From the entries below, return only the lines starting at the one that contains "if row.conversation_id != conversation_id.to_string()" and ending at the one that contains "pub use ratelimit::RateLimiter;", exactly as they stand.

(Input data begins)

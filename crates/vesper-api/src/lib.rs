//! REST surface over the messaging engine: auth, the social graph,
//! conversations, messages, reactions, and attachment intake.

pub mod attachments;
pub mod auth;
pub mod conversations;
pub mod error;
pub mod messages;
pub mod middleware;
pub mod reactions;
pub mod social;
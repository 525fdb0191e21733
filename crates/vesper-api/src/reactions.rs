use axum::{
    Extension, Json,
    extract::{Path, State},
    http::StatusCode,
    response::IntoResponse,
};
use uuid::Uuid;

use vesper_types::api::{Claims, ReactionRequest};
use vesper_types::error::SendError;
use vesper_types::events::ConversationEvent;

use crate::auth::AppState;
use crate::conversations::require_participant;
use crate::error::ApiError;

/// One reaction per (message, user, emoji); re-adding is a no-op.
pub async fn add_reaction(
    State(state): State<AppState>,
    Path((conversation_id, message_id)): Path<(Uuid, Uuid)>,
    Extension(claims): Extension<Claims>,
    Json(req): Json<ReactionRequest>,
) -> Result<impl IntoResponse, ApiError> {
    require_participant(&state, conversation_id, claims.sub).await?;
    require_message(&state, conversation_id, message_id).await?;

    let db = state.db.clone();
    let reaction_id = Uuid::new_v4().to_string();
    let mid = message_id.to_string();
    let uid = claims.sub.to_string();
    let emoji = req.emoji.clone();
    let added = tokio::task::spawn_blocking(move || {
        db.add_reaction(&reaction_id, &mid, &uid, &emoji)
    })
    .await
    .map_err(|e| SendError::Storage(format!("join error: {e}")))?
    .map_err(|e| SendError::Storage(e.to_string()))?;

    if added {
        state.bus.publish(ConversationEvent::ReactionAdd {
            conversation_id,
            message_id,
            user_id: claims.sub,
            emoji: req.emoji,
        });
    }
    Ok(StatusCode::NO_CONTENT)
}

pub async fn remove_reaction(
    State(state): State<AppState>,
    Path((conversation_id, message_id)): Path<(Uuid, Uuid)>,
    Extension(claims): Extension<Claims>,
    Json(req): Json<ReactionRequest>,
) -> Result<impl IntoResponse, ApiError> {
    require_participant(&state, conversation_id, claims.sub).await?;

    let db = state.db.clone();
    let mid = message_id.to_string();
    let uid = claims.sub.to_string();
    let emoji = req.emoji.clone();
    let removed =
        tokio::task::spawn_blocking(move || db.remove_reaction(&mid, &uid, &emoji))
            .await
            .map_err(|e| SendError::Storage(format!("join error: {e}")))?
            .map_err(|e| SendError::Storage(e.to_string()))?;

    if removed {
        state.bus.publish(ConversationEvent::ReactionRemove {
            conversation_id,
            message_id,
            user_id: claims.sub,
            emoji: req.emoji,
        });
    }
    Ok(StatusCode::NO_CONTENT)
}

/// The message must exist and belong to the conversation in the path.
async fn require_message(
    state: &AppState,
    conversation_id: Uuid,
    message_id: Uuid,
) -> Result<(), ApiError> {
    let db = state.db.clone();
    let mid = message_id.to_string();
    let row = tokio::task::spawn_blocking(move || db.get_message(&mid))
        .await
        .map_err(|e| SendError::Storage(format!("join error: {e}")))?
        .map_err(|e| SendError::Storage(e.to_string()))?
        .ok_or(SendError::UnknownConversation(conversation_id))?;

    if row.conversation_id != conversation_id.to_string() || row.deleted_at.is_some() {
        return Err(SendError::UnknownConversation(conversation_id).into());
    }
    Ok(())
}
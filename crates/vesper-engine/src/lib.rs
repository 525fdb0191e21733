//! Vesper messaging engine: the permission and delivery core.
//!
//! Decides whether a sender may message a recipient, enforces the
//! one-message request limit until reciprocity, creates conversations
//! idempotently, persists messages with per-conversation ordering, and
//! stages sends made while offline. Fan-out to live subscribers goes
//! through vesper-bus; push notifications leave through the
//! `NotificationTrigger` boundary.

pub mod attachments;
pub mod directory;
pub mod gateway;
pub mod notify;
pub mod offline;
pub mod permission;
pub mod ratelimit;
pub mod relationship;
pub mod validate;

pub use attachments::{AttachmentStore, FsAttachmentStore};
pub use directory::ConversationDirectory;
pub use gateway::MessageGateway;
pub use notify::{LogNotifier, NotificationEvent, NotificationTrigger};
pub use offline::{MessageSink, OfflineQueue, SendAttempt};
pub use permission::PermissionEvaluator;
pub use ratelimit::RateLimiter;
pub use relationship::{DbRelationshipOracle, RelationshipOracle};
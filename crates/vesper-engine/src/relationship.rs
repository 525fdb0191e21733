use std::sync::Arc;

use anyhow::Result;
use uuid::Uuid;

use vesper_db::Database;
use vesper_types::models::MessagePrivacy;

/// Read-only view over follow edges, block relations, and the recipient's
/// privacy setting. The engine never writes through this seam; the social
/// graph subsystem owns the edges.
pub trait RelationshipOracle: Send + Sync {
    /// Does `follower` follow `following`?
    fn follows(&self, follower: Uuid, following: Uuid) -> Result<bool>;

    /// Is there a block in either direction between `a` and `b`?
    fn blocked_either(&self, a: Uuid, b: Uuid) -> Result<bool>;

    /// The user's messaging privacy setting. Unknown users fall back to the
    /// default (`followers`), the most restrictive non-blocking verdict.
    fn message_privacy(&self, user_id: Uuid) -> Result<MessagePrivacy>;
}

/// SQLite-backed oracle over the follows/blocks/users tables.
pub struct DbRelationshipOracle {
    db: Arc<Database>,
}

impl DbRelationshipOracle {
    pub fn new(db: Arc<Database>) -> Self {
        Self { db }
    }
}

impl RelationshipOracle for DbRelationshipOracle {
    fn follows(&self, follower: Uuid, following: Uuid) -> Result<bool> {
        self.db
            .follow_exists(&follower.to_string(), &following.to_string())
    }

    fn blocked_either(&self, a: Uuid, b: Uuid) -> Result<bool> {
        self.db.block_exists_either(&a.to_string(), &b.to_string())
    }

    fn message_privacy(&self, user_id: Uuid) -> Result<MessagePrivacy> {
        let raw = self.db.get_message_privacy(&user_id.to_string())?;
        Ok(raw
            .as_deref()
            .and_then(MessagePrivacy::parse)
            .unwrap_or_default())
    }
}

(Input data ends)

Task solution
    if row.conversation_id != conversation_id.to_string() || row.deleted_at.is_some() {
        return Err(SendError::UnknownConversation(conversation_id).into());
    }
    Ok(())
}
filename crates/vesper-engine/src/lib.rs
repository 525fdb0191e21733
//! Vesper messaging engine: the permission and delivery core.
//!
//! Decides whether a sender may message a recipient, enforces the
//! one-message request limit until reciprocity, creates conversations
//! idempotently, persists messages with per-conversation ordering, and
//! stages sends made while offline. Fan-out to live subscribers goes
//! through vesper-bus; push notifications leave through the
//! `NotificationTrigger` boundary.

pub mod attachments;
pub mod directory;
pub mod gateway;
pub mod notify;
pub mod offline;
pub mod permission;
pub mod ratelimit;
pub mod relationship;
pub mod validate;

pub use attachments::{AttachmentStore, FsAttachmentStore};
pub use directory::ConversationDirectory;
pub use gateway::MessageGateway;
pub use notify::{LogNotifier, NotificationEvent, NotificationTrigger};
pub use offline::{MessageSink, OfflineQueue, SendAttempt};
pub use permission::PermissionEvaluator;
pub use ratelimit::RateLimiter;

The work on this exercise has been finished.